(WORK REQUEST)
Check every line below, and copy those that include "PresentMode".

BEGIN RECORDS FOR THIS TASK

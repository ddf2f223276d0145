//! Windowed host.
//!
//! Opens a winit window, clears it with wgpu each frame and paces redraws with a
//! [`crate::pacing::Pacer`]. Monitors stand in for outputs; a presented frame stands in for
//! frame-ready, since the windowing system reports no presentation feedback.

mod gpu;
mod outputs;
mod runtime;
mod surface;

pub use gpu::{Gpu, GpuInit, SurfaceErrorAction};
pub use outputs::{monitor_events, MonitorInfo};
pub use runtime::{Host, HostConfig};
use anyhow::{Context, Result};
use wgpu::SurfaceError;
use winit::dpi::PhysicalSize;
use winit::window::Window;

use super::surface;

/// Initialization parameters for the GPU layer.
#[derive(Debug, Clone)]
pub struct GpuInit {
    /// Bits per pixel of the framebuffer.
    pub buffer_bits: u32,

    /// Requires an opaque alpha mode instead of a blending one.
    pub opaque: bool,

    /// Swap behavior. FIFO locks presentation to vblank.
    pub present_mode: wgpu::PresentMode,

    /// Desired maximum frame latency for the surface.
    ///
    /// This value is a hint; support depends on platform/backend.
    pub desired_maximum_frame_latency: u32,
}

impl Default for GpuInit {
    fn default() -> Self {
        Self {
            buffer_bits: 32,
            opaque: false,
            present_mode: wgpu::PresentMode::Fifo,
            desired_maximum_frame_latency: 2,
        }
    }
}

/// High-level response after a surface error.
#[derive(Debug, Copy, Clone, Eq, PartialEq)]
pub enum SurfaceErrorAction {
    /// Surface was reconfigured; rendering may resume next frame.
    Reconfigured,
    /// Transient error; skip the current frame.
    SkipFrame,
    /// Fatal error (commonly OOM); terminate gracefully.
    Fatal,
}

/// wgpu device, queue and the surface bound to one window.
pub struct Gpu<'w> {
    /// Surface lifetime is tied to the window; the window must outlive the `Gpu`.
    surface: wgpu::Surface<'w>,
    device: wgpu::Device,
    queue: wgpu::Queue,
    config: wgpu::SurfaceConfiguration,
    /// Current drawable size in physical pixels.
    size: PhysicalSize<u32>,
}

impl<'w> Gpu<'w> {
    /// Creates a GPU context bound to a window.
    ///
    /// Adapter/device acquisition is asynchronous under wgpu.
    pub async fn new(window: &'w Window, init: GpuInit) -> Result<Self> {
        let size = window.inner_size();
        anyhow::ensure!(size.width > 0 && size.height > 0, "window has zero size");

        let instance = wgpu::Instance::new(&wgpu::InstanceDescriptor {
            backends: wgpu::Backends::all(),
            ..Default::default()
        });

        let surface = instance
            .create_surface(window)
            .context("failed to create wgpu surface")?;

        let adapter = instance
            .request_adapter(&wgpu::RequestAdapterOptions {
                power_preference: wgpu::PowerPreference::HighPerformance,
                compatible_surface: Some(&surface),
                force_fallback_adapter: false,
            })
            .await
            .context("failed to find a suitable GPU adapter")?;

        let (device, queue) = adapter
            .request_device(&wgpu::DeviceDescriptor {
                label: Some("cadence device"),
                required_features: wgpu::Features::empty(),
                required_limits: wgpu::Limits::default(),
                experimental_features: wgpu::ExperimentalFeatures::disabled(),
                memory_hints: wgpu::MemoryHints::Performance,
                trace: wgpu::Trace::Off,
            })
            .await
            .context("failed to create wgpu device/queue")?;

        let caps = surface.get_capabilities(&adapter);
        let format = surface::choose_surface_format(&caps.formats, init.buffer_bits)?;
        let alpha_mode = surface::choose_alpha_mode(&caps.alpha_modes, init.opaque);

        let present_mode = if caps.present_modes.contains(&init.present_mode) {
            init.present_mode
        } else {
            log::warn!("present mode {:?} unsupported, using FIFO", init.present_mode);
            wgpu::PresentMode::Fifo
        };

        log::info!("surface format {format:?}, alpha {alpha_mode:?}, present {present_mode:?}");

        let config = wgpu::SurfaceConfiguration {
            usage: wgpu::TextureUsages::RENDER_ATTACHMENT,
            format,
            width: size.width.max(1),
            height: size.height.max(1),
            present_mode,
            alpha_mode,
            view_formats: vec![],
            desired_maximum_frame_latency: init.desired_maximum_frame_latency,
        };

        surface.configure(&device, &config);

        Ok(Self {
            surface,
            device,
            queue,
            config,
            size,
        })
    }

    /// Reconfigures the surface after a resize.
    ///
    /// A 0x0 size only updates internal state; configuration is deferred.
    pub fn resize(&mut self, new_size: PhysicalSize<u32>) {
        self.size = new_size;
        if new_size.width == 0 || new_size.height == 0 {
            return;
        }

        self.config.width = new_size.width;
        self.config.height = new_size.height;
        self.surface.configure(&self.device, &self.config);
    }

    /// Clears the next surface texture to `color` and presents it.
    ///
    /// `before_present` runs right before the texture is queued for presentation.
    pub fn clear_and_present(
        &mut self,
        color: wgpu::Color,
        before_present: impl FnOnce(),
    ) -> std::result::Result<(), SurfaceErrorAction> {
        let surface_texture = match self.surface.get_current_texture() {
            Ok(t) => t,
            Err(err) => return Err(self.handle_surface_error(err)),
        };
        let view = surface_texture
            .texture
            .create_view(&wgpu::TextureViewDescriptor::default());

        let mut encoder = self
            .device
            .create_command_encoder(&wgpu::CommandEncoderDescriptor {
                label: Some("cadence frame encoder"),
            });

        {
            let _pass = encoder.begin_render_pass(&wgpu::RenderPassDescriptor {
                label: Some("cadence clear pass"),
                color_attachments: &[Some(wgpu::RenderPassColorAttachment {
                    view: &view,
                    depth_slice: None,
                    resolve_target: None,
                    ops: wgpu::Operations {
                        load: wgpu::LoadOp::Clear(color),
                        store: wgpu::StoreOp::Store,
                    },
                })],
                depth_stencil_attachment: None,
                timestamp_writes: None,
                occlusion_query_set: None,
                multiview_mask: None,
            });
        }

        self.queue.submit(std::iter::once(encoder.finish()));
        before_present();
        surface_texture.present();
        Ok(())
    }

    fn handle_surface_error(&mut self, err: SurfaceError) -> SurfaceErrorAction {
        match err {
            SurfaceError::Lost | SurfaceError::Outdated => {
                if self.size.width > 0 && self.size.height > 0 {
                    self.surface.configure(&self.device, &self.config);
                }
                SurfaceErrorAction::Reconfigured
            }
            SurfaceError::OutOfMemory => SurfaceErrorAction::Fatal,
            SurfaceError::Timeout | SurfaceError::Other => SurfaceErrorAction::SkipFrame,
        }
    }
}
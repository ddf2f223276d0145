use crate::error::ProtocolViolation;
use crate::output::{link_refresh_period, OutputId, OutputLink};
use crate::protocol::WindowId;

use super::scheduler::Scheduler;
use super::submission::{Outcome, Released, Resolved, Submission, SubmissionId};

/// Frame-rate report over fixed intervals of logical time.
#[derive(Debug, Clone)]
pub struct FrameStats {
    interval_ns: u64,
    started: u64,
    frames: u32,
}

impl FrameStats {
    pub fn new(interval_ns: u64) -> Self {
        Self {
            interval_ns,
            started: 0,
            frames: 0,
        }
    }

    /// Counts one redraw at `now`; returns the frame rate when an interval completes.
    pub fn on_redraw(&mut self, now: u64) -> Option<f64> {
        if self.frames == 0 {
            self.started = now;
        }

        let mut report = None;
        if now.saturating_sub(self.started) > self.interval_ns {
            let secs = self.interval_ns as f64 / 1e9;
            let fps = self.frames as f64 / secs;
            log::info!("{} frames in {} seconds: {:.3} fps", self.frames, secs, fps);
            report = Some(fps);
            self.started = now;
            self.frames = 0;
        }

        self.frames += 1;
        report
    }
}

/// Per-window pacing state: pending target, in-flight submissions, overlapped outputs.
#[derive(Debug)]
pub struct WindowState {
    id: WindowId,
    scheduler: Scheduler,
    submissions: Vec<Submission>,
    next_submission: u64,
    /// Outputs the surface currently overlaps, in entry order.
    entered: Vec<(OutputId, OutputLink)>,
    stats: FrameStats,
}

impl WindowState {
    pub fn new(id: WindowId, stats_interval_ns: u64) -> Self {
        Self {
            id,
            scheduler: Scheduler::new(),
            submissions: Vec::new(),
            next_submission: 0,
            entered: Vec::new(),
            stats: FrameStats::new(stats_interval_ns),
        }
    }

    pub fn id(&self) -> WindowId {
        self.id
    }

    pub fn scheduler(&self) -> &Scheduler {
        &self.scheduler
    }

    pub fn scheduler_mut(&mut self) -> &mut Scheduler {
        &mut self.scheduler
    }

    pub fn stats_mut(&mut self) -> &mut FrameStats {
        &mut self.stats
    }

    pub fn in_flight(&self) -> usize {
        self.submissions.len()
    }

    pub fn submissions(&self) -> impl Iterator<Item = &Submission> {
        self.submissions.iter()
    }

    /// Starts tracking a new redraw.
    pub fn begin_submission(&mut self, target_time: u64, with_feedback: bool) -> SubmissionId {
        let id = SubmissionId(self.next_submission);
        self.next_submission += 1;
        self.submissions
            .push(Submission::new(id, target_time, with_feedback));
        id
    }

    pub fn submission_mut(&mut self, id: SubmissionId) -> Result<&mut Submission, ProtocolViolation> {
        let window = self.id;
        self.submissions
            .iter_mut()
            .find(|s| s.id() == id)
            .ok_or(ProtocolViolation::UnknownSubmission {
                window,
                submission: id,
            })
    }

    /// Removes a submission and turns it into its final record.
    pub fn resolve(&mut self, id: SubmissionId, outcome: Outcome) -> Result<Resolved, ProtocolViolation> {
        let idx = self
            .submissions
            .iter()
            .position(|s| s.id() == id)
            .ok_or(ProtocolViolation::UnknownSubmission {
                window: self.id,
                submission: id,
            })?;
        Ok(self.submissions.remove(idx).resolve(outcome))
    }

    pub fn enter_output(&mut self, output: OutputId, link: OutputLink) -> Result<(), ProtocolViolation> {
        self.prune_dead_outputs();
        if self.entered.iter().any(|(id, _)| *id == output) {
            return Err(ProtocolViolation::OutputEnteredTwice {
                window: self.id,
                output,
            });
        }
        self.entered.push((output, link));
        Ok(())
    }

    pub fn leave_output(&mut self, output: OutputId) -> Result<(), ProtocolViolation> {
        self.prune_dead_outputs();
        let idx = self
            .entered
            .iter()
            .position(|(id, _)| *id == output)
            .ok_or(ProtocolViolation::OutputNotEntered {
                window: self.id,
                output,
            })?;
        self.entered.remove(idx);
        Ok(())
    }

    /// Forgets entered outputs the registry has since dropped.
    pub fn prune_dead_outputs(&mut self) {
        self.entered.retain(|(_, link)| link.strong_count() > 0);
    }

    /// Outputs the surface overlaps and that still exist.
    pub fn overlapped_outputs(&self) -> Vec<OutputId> {
        self.entered
            .iter()
            .filter(|(_, link)| link.strong_count() > 0)
            .map(|(id, _)| *id)
            .collect()
    }

    /// Refresh period of the most recently entered output that is still known.
    pub fn output_period(&self) -> Option<u64> {
        self.entered
            .iter()
            .rev()
            .find_map(|(_, link)| link_refresh_period(link))
    }

    /// Releases every in-flight submission without resolving any of them.
    pub fn teardown(&mut self) -> Vec<(SubmissionId, Released)> {
        self.scheduler.drain_pending();
        self.entered.clear();

        // Two phases: detach first, then release.
        let detached: Vec<Submission> = self.submissions.drain(..).collect();
        detached
            .into_iter()
            .map(|s| (s.id(), s.release()))
            .collect()
    }
}

#[cfg(test)]
mod tests {
    use std::cell::RefCell;
    use std::rc::Rc;

    use super::*;
    use crate::output::{ModeFlags, OutputModel};

    fn window() -> WindowState {
        WindowState::new(WindowId(1), 5_000_000_000)
    }

    fn output(id: u32, mhz: i32) -> Rc<RefCell<OutputModel>> {
        let mut o = OutputModel::new(OutputId(id));
        o.apply_mode(ModeFlags::CURRENT, 800, 600, mhz);
        Rc::new(RefCell::new(o))
    }

    #[test]
    fn submissions_get_sequential_ids() {
        let mut w = window();
        assert_eq!(w.begin_submission(10, true), SubmissionId(0));
        assert_eq!(w.begin_submission(20, true), SubmissionId(1));
        assert_eq!(w.in_flight(), 2);
    }

    #[test]
    fn unknown_submission_is_a_violation() {
        let mut w = window();
        let err = w.submission_mut(SubmissionId(4)).unwrap_err();
        assert_eq!(
            err,
            ProtocolViolation::UnknownSubmission {
                window: WindowId(1),
                submission: SubmissionId(4)
            }
        );
    }

    #[test]
    fn resolve_removes_the_submission() {
        let mut w = window();
        let id = w.begin_submission(10, false);
        let outcome = w.submission_mut(id).unwrap().frame_ready(12).unwrap().unwrap();
        let r = w.resolve(id, outcome).unwrap();
        assert_eq!(r.target_time, 10);
        assert_eq!(w.in_flight(), 0);
        assert!(w.resolve(id, Outcome::FrameReadyOnly).is_err());
    }

    #[test]
    fn teardown_releases_everything_outstanding() {
        let mut w = window();
        w.begin_submission(1, true);
        w.begin_submission(2, true);
        let third = w.begin_submission(3, true);
        w.submission_mut(third).unwrap().frame_ready(4).unwrap();
        w.scheduler_mut().schedule(99);

        let released = w.teardown();
        assert_eq!(released.len(), 3);
        assert_eq!(released[2].1, Released { frame: false, feedback: true });
        assert_eq!(w.in_flight(), 0);
        assert_eq!(w.scheduler().pending(), None);
    }

    #[test]
    fn latest_live_output_supplies_the_period() {
        let a = output(1, 60_000);
        let b = output(2, 120_000);
        let mut w = window();
        assert_eq!(w.output_period(), None);

        w.enter_output(OutputId(1), Rc::downgrade(&a)).unwrap();
        w.enter_output(OutputId(2), Rc::downgrade(&b)).unwrap();
        assert_eq!(w.output_period(), Some(8_333_333));

        drop(b);
        assert_eq!(w.output_period(), Some(16_666_666));
        assert_eq!(w.overlapped_outputs(), vec![OutputId(1)]);
    }

    #[test]
    fn unplugged_outputs_are_forgotten() {
        let mut w = window();
        let first = output(10, 60_000);
        w.enter_output(OutputId(10), Rc::downgrade(&first)).unwrap();
        drop(first);

        // Same registry name advertised again after the unplug.
        let again = output(10, 144_000);
        w.enter_output(OutputId(10), Rc::downgrade(&again)).unwrap();
        assert_eq!(w.overlapped_outputs(), vec![OutputId(10)]);
        assert_eq!(w.output_period(), Some(6_944_444));

        drop(again);
        w.prune_dead_outputs();
        assert!(w.overlapped_outputs().is_empty());
        assert!(w.leave_output(OutputId(10)).is_err());
    }

    #[test]
    fn enter_and_leave_must_pair() {
        let a = output(1, 60_000);
        let mut w = window();
        w.enter_output(OutputId(1), Rc::downgrade(&a)).unwrap();
        assert!(w.enter_output(OutputId(1), Rc::downgrade(&a)).is_err());
        w.leave_output(OutputId(1)).unwrap();
        assert!(w.leave_output(OutputId(1)).is_err());
    }

    #[test]
    fn stats_report_after_interval() {
        let mut s = FrameStats::new(1_000);
        assert_eq!(s.on_redraw(0), None);
        for t in 1..=10 {
            assert_eq!(s.on_redraw(t * 100), None);
        }
        // 11 frames counted when the interval is exceeded at t = 1100.
        let fps = s.on_redraw(1_100).unwrap();
        assert!((fps - 11.0 / 1e-6).abs() < 1e-3);
    }
}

END RECORDS FOR THIS TASK

(WRITTEN REPLY)
    pub present_mode: wgpu::PresentMode,
            present_mode: wgpu::PresentMode::Fifo,
            wgpu::PresentMode::Fifo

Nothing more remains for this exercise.